Assigned task – Beneath this task are records; state how many of their lines hold the word "grammar", and nothing else.

────

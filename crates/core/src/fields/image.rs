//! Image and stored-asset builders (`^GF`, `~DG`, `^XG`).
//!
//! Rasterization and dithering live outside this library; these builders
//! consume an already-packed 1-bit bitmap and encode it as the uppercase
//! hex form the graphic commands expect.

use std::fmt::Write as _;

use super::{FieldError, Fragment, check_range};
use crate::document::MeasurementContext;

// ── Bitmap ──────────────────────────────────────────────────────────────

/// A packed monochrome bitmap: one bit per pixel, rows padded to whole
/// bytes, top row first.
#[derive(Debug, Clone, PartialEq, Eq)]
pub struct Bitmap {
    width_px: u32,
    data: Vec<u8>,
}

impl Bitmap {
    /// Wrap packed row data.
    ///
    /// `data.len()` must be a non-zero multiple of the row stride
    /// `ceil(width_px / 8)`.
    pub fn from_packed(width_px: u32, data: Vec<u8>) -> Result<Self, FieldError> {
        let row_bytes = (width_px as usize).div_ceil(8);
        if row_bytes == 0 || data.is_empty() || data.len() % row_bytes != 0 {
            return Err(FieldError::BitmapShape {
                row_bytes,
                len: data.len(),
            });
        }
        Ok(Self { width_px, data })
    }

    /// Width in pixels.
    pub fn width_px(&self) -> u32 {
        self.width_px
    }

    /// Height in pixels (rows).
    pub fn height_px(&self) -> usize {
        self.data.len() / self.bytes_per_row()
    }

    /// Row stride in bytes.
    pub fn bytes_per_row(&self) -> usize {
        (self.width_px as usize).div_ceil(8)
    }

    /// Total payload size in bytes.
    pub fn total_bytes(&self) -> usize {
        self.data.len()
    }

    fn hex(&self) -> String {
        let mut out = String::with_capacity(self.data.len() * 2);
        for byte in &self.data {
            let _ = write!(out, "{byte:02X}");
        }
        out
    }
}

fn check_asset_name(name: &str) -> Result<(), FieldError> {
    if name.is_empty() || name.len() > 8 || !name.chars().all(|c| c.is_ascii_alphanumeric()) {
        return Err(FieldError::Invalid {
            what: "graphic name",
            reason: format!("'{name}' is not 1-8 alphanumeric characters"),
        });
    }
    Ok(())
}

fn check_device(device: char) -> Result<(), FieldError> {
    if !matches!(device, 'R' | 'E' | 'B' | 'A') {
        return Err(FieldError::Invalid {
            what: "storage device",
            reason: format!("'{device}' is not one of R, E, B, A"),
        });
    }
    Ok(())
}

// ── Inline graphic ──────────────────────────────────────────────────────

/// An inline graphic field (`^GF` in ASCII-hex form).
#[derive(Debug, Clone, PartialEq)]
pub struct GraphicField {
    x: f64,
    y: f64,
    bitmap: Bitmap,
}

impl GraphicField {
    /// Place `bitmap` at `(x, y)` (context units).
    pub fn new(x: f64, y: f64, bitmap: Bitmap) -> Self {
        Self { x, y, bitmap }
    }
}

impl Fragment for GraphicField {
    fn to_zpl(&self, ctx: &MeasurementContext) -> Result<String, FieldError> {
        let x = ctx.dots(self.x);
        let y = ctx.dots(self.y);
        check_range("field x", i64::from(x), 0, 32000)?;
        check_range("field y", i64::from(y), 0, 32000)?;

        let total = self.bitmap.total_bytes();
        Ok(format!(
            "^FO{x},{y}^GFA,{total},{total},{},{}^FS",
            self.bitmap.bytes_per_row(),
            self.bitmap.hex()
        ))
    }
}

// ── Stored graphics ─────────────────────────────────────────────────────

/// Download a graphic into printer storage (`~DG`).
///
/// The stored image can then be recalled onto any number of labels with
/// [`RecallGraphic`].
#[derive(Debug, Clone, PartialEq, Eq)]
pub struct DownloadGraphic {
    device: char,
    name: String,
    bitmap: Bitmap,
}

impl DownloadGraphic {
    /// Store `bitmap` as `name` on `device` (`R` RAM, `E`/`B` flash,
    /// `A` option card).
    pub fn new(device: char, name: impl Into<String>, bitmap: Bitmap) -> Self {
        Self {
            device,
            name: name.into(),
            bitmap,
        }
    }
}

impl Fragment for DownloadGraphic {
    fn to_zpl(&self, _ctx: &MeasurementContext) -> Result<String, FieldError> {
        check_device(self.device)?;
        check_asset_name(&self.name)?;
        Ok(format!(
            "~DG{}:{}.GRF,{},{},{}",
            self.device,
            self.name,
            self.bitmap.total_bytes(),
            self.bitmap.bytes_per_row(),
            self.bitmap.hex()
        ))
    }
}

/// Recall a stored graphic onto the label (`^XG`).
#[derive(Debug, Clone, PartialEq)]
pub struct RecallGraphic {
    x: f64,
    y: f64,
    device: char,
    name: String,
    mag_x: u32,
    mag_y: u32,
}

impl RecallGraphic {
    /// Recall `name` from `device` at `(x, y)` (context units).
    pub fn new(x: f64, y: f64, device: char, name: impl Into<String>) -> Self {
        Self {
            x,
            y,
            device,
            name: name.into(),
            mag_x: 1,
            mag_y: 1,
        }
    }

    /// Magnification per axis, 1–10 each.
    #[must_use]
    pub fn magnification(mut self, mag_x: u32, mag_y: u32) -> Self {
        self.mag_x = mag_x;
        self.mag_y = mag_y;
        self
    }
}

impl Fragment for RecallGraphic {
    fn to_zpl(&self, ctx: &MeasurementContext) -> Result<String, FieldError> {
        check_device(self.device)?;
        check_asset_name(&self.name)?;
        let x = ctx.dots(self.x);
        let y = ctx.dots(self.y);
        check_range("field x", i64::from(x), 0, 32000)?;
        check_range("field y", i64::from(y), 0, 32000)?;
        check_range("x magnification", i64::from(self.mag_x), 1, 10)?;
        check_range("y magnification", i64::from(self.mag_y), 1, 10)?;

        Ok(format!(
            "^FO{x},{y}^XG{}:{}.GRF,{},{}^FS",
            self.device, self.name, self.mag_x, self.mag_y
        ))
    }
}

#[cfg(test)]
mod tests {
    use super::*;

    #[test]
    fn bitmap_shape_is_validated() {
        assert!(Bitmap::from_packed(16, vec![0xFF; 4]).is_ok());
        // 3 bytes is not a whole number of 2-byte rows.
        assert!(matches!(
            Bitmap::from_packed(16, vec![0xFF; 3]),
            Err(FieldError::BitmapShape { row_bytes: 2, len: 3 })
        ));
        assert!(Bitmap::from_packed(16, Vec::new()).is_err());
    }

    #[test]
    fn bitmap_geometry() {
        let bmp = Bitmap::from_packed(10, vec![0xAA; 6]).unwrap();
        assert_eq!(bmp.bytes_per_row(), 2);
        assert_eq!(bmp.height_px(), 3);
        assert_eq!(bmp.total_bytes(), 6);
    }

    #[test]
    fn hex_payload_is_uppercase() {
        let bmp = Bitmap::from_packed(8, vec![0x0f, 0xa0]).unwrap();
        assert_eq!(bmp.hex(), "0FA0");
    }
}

────

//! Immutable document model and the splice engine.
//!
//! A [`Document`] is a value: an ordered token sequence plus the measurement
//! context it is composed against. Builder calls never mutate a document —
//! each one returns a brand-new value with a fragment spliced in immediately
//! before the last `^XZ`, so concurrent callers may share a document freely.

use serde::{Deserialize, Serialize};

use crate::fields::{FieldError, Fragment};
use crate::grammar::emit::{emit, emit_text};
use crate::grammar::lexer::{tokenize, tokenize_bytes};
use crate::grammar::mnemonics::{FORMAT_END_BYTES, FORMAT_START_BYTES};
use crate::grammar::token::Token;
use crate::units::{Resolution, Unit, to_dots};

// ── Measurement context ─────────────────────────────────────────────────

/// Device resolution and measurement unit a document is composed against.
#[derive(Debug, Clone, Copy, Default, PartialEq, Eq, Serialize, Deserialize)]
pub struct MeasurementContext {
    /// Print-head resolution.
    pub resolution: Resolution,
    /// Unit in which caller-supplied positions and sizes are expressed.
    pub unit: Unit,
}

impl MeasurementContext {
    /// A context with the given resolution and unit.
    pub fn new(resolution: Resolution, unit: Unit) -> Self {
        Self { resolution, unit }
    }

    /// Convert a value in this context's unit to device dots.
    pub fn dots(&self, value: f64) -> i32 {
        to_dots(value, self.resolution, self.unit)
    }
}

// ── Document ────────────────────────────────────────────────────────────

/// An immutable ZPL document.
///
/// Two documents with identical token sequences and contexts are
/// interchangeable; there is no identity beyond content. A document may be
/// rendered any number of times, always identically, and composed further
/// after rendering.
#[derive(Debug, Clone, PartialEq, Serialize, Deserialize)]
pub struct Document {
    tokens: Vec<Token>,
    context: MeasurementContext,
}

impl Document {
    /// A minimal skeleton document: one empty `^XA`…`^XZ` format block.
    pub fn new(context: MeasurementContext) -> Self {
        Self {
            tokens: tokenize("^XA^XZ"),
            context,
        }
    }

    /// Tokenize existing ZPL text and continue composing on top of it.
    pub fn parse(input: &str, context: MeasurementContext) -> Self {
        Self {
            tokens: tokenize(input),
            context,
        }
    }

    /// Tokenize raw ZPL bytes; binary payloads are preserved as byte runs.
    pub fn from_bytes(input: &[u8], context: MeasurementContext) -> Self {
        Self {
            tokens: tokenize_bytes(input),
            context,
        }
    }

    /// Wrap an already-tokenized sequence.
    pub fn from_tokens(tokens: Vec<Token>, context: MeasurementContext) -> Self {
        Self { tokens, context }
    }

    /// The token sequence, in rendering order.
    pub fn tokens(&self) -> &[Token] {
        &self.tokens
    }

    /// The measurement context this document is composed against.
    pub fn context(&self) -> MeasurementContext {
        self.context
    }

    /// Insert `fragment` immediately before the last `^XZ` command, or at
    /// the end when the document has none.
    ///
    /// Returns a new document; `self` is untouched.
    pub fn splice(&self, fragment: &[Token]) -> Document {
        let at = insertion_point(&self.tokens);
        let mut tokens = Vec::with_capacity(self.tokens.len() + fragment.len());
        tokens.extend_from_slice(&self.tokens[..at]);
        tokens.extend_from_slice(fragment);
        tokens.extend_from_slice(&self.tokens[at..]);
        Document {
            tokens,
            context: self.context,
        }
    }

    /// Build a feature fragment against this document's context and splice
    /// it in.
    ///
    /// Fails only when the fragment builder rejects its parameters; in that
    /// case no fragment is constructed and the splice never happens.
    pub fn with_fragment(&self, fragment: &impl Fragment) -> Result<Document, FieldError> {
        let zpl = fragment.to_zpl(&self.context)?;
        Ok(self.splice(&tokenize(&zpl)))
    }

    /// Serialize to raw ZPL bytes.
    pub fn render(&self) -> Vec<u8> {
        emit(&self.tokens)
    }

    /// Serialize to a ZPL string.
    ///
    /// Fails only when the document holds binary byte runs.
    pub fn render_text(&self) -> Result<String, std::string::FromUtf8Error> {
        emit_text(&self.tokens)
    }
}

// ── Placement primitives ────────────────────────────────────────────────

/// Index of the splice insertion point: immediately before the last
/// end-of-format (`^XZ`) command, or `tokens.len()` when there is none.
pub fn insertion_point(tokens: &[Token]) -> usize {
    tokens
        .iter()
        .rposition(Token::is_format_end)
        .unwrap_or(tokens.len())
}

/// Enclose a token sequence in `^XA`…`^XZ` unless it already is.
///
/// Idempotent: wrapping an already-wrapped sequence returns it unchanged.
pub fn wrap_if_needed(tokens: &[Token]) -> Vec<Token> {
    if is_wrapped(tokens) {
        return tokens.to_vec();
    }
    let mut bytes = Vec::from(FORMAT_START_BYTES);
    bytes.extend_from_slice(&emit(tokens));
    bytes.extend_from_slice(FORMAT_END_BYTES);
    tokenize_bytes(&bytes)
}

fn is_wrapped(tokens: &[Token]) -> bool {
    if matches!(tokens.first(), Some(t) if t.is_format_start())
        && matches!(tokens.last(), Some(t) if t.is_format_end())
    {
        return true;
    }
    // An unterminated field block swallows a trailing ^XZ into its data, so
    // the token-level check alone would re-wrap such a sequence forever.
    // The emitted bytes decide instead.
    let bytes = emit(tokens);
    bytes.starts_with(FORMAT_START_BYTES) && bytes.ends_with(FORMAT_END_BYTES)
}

────

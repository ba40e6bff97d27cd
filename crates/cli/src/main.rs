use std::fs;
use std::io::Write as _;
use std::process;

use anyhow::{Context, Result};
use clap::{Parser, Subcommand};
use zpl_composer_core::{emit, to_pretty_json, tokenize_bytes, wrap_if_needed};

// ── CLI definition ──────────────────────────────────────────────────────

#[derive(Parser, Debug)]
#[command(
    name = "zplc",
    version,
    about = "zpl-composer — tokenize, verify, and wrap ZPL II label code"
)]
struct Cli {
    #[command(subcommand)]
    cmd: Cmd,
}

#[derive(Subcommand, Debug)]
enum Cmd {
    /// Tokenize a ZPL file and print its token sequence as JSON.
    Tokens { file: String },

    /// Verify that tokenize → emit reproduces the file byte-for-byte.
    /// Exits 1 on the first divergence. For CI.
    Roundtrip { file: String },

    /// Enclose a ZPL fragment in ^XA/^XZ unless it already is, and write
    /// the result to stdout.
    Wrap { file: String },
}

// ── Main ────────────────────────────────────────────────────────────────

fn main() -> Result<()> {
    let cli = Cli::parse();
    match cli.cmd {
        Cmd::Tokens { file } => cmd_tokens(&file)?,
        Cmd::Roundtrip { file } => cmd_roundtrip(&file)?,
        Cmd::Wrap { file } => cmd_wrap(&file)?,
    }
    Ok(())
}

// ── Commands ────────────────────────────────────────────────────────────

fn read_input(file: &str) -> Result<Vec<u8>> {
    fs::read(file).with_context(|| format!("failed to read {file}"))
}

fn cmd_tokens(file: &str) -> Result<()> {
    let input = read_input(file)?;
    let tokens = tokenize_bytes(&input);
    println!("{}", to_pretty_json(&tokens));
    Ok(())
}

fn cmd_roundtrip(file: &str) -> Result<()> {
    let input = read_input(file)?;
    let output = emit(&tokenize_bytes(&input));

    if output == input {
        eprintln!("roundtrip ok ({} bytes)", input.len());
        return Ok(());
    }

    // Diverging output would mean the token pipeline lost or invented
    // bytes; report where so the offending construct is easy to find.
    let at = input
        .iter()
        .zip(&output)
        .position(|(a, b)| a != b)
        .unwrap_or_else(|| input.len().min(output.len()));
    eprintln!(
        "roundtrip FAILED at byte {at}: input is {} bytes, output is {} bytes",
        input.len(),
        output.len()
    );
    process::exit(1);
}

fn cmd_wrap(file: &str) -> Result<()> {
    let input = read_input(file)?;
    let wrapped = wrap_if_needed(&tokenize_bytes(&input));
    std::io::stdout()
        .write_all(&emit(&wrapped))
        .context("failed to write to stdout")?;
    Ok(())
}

────

Completed task – 4